- Aim of the task
Write each entry out again, exactly as it is written.

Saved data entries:

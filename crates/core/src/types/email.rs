//! Email address type.

use core::fmt;

use serde::{Deserialize, Serialize};

/// Errors that can occur when parsing an [`Email`].
#[derive(thiserror::Error, Debug, Clone)]
pub enum EmailError {
    /// The input string is empty.
    #[error("email cannot be empty")]
    Empty,
    /// The input string is too long.
    #[error("email must be at most {max} characters")]
    TooLong {
        /// Maximum allowed length.
        max: usize,
    },
    /// The input contains whitespace.
    #[error("email cannot contain whitespace")]
    ContainsWhitespace,
    /// The input does not contain an @ symbol.
    #[error("email must contain an @ symbol")]
    MissingAtSymbol,
    /// The local part (before @) is empty.
    #[error("email local part cannot be empty")]
    EmptyLocalPart,
    /// The domain part (after @) is empty or malformed.
    #[error("email domain is not valid")]
    InvalidDomain,
}

/// An email address, stored lowercased.
///
/// This type provides basic validation for email addresses, ensuring they
/// have a valid structure with a local part and domain separated by an
/// @ symbol. Input is trimmed and lowercased on parse, so two addresses that
/// differ only in case compare equal; this is also what makes the database
/// uniqueness constraint effectively case-insensitive.
///
/// ## Constraints
///
/// - Length: 1-254 characters (RFC 5321 limit)
/// - Must contain exactly one @ symbol and no whitespace
/// - Local part (before @) must not be empty
/// - Domain part (after @) must not be empty and must contain a dot
///
/// ## Examples
///
/// ```
/// use cafe_wifi_core::Email;
///
/// // Valid emails
/// assert!(Email::parse("user@example.com").is_ok());
/// assert!(Email::parse("user.name+tag@domain.co.uk").is_ok());
///
/// // Invalid emails
/// assert!(Email::parse("").is_err());             // empty
/// assert!(Email::parse("no-at-symbol").is_err()); // missing @
/// assert!(Email::parse("@domain.com").is_err());  // empty local part
/// assert!(Email::parse("user@").is_err());        // empty domain
/// assert!(Email::parse("user@nodot").is_err());   // domain without a dot
/// ```
#[derive(Debug, Clone, Serialize, Deserialize, PartialEq, Eq, Hash)]
#[serde(transparent)]
pub struct Email(String);

impl Email {
    /// Maximum length of an email address (RFC 5321).
    pub const MAX_LENGTH: usize = 254;

    /// Parse an `Email` from a string, trimming and lowercasing it.
    ///
    /// # Errors
    ///
    /// Returns an error if the input:
    /// - Is empty (after trimming)
    /// - Is longer than 254 characters
    /// - Contains whitespace
    /// - Does not contain exactly one @ symbol
    /// - Has an empty local part
    /// - Has a domain that is empty, dotless, or starts/ends with a dot
    pub fn parse(s: &str) -> Result<Self, EmailError> {
        let s = s.trim();

        if s.is_empty() {
            return Err(EmailError::Empty);
        }

        if s.len() > Self::MAX_LENGTH {
            return Err(EmailError::TooLong {
                max: Self::MAX_LENGTH,
            });
        }

        if s.chars().any(char::is_whitespace) {
            return Err(EmailError::ContainsWhitespace);
        }

        let (local, domain) = s.split_once('@').ok_or(EmailError::MissingAtSymbol)?;

        if local.is_empty() {
            return Err(EmailError::EmptyLocalPart);
        }

        if domain.is_empty()
            || domain.contains('@')
            || !domain.contains('.')
            || domain.starts_with('.')
            || domain.ends_with('.')
        {
            return Err(EmailError::InvalidDomain);
        }

        Ok(Self(s.to_lowercase()))
    }

    /// Returns the email address as a string slice.
    #[must_use]
    pub fn as_str(&self) -> &str {
        &self.0
    }

    /// Consumes the `Email` and returns its inner string.
    #[must_use]
    pub fn into_inner(self) -> String {
        self.0
    }

    /// Returns the local part of the email (before the @).
    #[must_use]
    pub fn local_part(&self) -> &str {
        self.0.split('@').next().unwrap_or("")
    }

    /// Returns the domain part of the email (after the @).
    #[must_use]
    pub fn domain(&self) -> &str {
        self.0.split('@').nth(1).unwrap_or("")
    }
}

impl fmt::Display for Email {
    fn fmt(&self, f: &mut fmt::Formatter<'_>) -> fmt::Result {
        write!(f, "{}", self.0)
    }
}

impl std::str::FromStr for Email {
    type Err = EmailError;

    fn from_str(s: &str) -> Result<Self, Self::Err> {
        Self::parse(s)
    }
}

impl AsRef<str> for Email {
    fn as_ref(&self) -> &str {
        &self.0
    }
}

// SQLx support (with postgres feature)
#[cfg(feature = "postgres")]
impl sqlx::Type<sqlx::Postgres> for Email {
    fn type_info() -> sqlx::postgres::PgTypeInfo {
        // TEXT or CITEXT - both work
        <String as sqlx::Type<sqlx::Postgres>>::type_info()
    }

    fn compatible(ty: &sqlx::postgres::PgTypeInfo) -> bool {
        <String as sqlx::Type<sqlx::Postgres>>::compatible(ty)
    }
}

#[cfg(feature = "postgres")]
impl<'r> sqlx::Decode<'r, sqlx::Postgres> for Email {
    fn decode(value: sqlx::postgres::PgValueRef<'r>) -> Result<Self, sqlx::error::BoxDynError> {
        let s = <String as sqlx::Decode<sqlx::Postgres>>::decode(value)?;
        // Database values are assumed valid
        Ok(Self(s))
    }
}

#[cfg(feature = "postgres")]
impl sqlx::Encode<'_, sqlx::Postgres> for Email {
    fn encode_by_ref(
        &self,
        buf: &mut sqlx::postgres::PgArgumentBuffer,
    ) -> Result<sqlx::encode::IsNull, sqlx::error::BoxDynError> {
        <String as sqlx::Encode<sqlx::Postgres>>::encode_by_ref(&self.0, buf)
    }
}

- Result for this task
filename crates/core/src/types/email.rs
//! Email address type.

use core::fmt;

use serde::{Deserialize, Serialize};

/// Errors that can occur when parsing an [`Email`].
#[derive(thiserror::Error, Debug, Clone)]
pub enum EmailError {
    /// The input string is empty.
    #[error("email cannot be empty")]
    Empty,
    /// The input string is too long.
    #[error("email must be at most {max} characters")]
    TooLong {
        /// Maximum allowed length.
        max: usize,
    },
    /// The input contains whitespace.
    #[error("email cannot contain whitespace")]
    ContainsWhitespace,
    /// The input does not contain an @ symbol.
    #[error("email must contain an @ symbol")]
    MissingAtSymbol,
    /// The local part (before @) is empty.
    #[error("email local part cannot be empty")]
    EmptyLocalPart,
    /// The domain part (after @) is empty or malformed.
    #[error("email domain is not valid")]
    InvalidDomain,
}

/// An email address, stored lowercased.
///
/// This type provides basic validation for email addresses, ensuring they
/// have a valid structure with a local part and domain separated by an
/// @ symbol. Input is trimmed and lowercased on parse, so two addresses that
/// differ only in case compare equal; this is also what makes the database
/// uniqueness constraint effectively case-insensitive.
///
/// ## Constraints
///
/// - Length: 1-254 characters (RFC 5321 limit)
/// - Must contain exactly one @ symbol and no whitespace
/// - Local part (before @) must not be empty
/// - Domain part (after @) must not be empty and must contain a dot
///
/// ## Examples
///
/// ```
/// use cafe_wifi_core::Email;
///
/// // Valid emails
/// assert!(Email::parse("user@example.com").is_ok());
/// assert!(Email::parse("user.name+tag@domain.co.uk").is_ok());
///
/// // Invalid emails
/// assert!(Email::parse("").is_err());             // empty
/// assert!(Email::parse("no-at-symbol").is_err()); // missing @
/// assert!(Email::parse("@domain.com").is_err());  // empty local part
/// assert!(Email::parse("user@").is_err());        // empty domain
/// assert!(Email::parse("user@nodot").is_err());   // domain without a dot
/// ```
#[derive(Debug, Clone, Serialize, Deserialize, PartialEq, Eq, Hash)]
#[serde(transparent)]
pub struct Email(String);

impl Email {
    /// Maximum length of an email address (RFC 5321).
    pub const MAX_LENGTH: usize = 254;

    /// Parse an `Email` from a string, trimming and lowercasing it.
    ///
    /// # Errors
    ///
    /// Returns an error if the input:
    /// - Is empty (after trimming)
    /// - Is longer than 254 characters
    /// - Contains whitespace
    /// - Does not contain exactly one @ symbol
    /// - Has an empty local part
    /// - Has a domain that is empty, dotless, or starts/ends with a dot
    pub fn parse(s: &str) -> Result<Self, EmailError> {
        let s = s.trim();

        if s.is_empty() {
            return Err(EmailError::Empty);
        }

        if s.len() > Self::MAX_LENGTH {
            return Err(EmailError::TooLong {
                max: Self::MAX_LENGTH,
            });
        }

        if s.chars().any(char::is_whitespace) {
            return Err(EmailError::ContainsWhitespace);
        }

        let (local, domain) = s.split_once('@').ok_or(EmailError::MissingAtSymbol)?;

        if local.is_empty() {
            return Err(EmailError::EmptyLocalPart);
        }

        if domain.is_empty()
            || domain.contains('@')
            || !domain.contains('.')
            || domain.starts_with('.')
            || domain.ends_with('.')
        {
            return Err(EmailError::InvalidDomain);
        }

        Ok(Self(s.to_lowercase()))
    }

    /// Returns the email address as a string slice.
    #[must_use]
    pub fn as_str(&self) -> &str {
        &self.0
    }

    /// Consumes the `Email` and returns its inner string.
    #[must_use]
    pub fn into_inner(self) -> String {
        self.0
    }

    /// Returns the local part of the email (before the @).
    #[must_use]
    pub fn local_part(&self) -> &str {
        self.0.split('@').next().unwrap_or("")
    }

    /// Returns the domain part of the email (after the @).
    #[must_use]
    pub fn domain(&self) -> &str {
        self.0.split('@').nth(1).unwrap_or("")
    }
}

impl fmt::Display for Email {
    fn fmt(&self, f: &mut fmt::Formatter<'_>) -> fmt::Result {
        write!(f, "{}", self.0)
    }
}

impl std::str::FromStr for Email {
    type Err = EmailError;

    fn from_str(s: &str) -> Result<Self, Self::Err> {
        Self::parse(s)
    }
}

impl AsRef<str> for Email {
    fn as_ref(&self) -> &str {
        &self.0
    }
}

// SQLx support (with postgres feature)
#[cfg(feature = "postgres")]
impl sqlx::Type<sqlx::Postgres> for Email {
    fn type_info() -> sqlx::postgres::PgTypeInfo {
        // TEXT or CITEXT - both work
        <String as sqlx::Type<sqlx::Postgres>>::type_info()
    }

    fn compatible(ty: &sqlx::postgres::PgTypeInfo) -> bool {
        <String as sqlx::Type<sqlx::Postgres>>::compatible(ty)
    }
}

#[cfg(feature = "postgres")]
impl<'r> sqlx::Decode<'r, sqlx::Postgres> for Email {
    fn decode(value: sqlx::postgres::PgValueRef<'r>) -> Result<Self, sqlx::error::BoxDynError> {
        let s = <String as sqlx::Decode<sqlx::Postgres>>::decode(value)?;
        // Database values are assumed valid
        Ok(Self(s))
    }
}

#[cfg(feature = "postgres")]
impl sqlx::Encode<'_, sqlx::Postgres> for Email {
    fn encode_by_ref(
        &self,
        buf: &mut sqlx::postgres::PgArgumentBuffer,
    ) -> Result<sqlx::encode::IsNull, sqlx::error::BoxDynError> {
        <String as sqlx::Encode<sqlx::Postgres>>::encode_by_ref(&self.0, buf)
    }
}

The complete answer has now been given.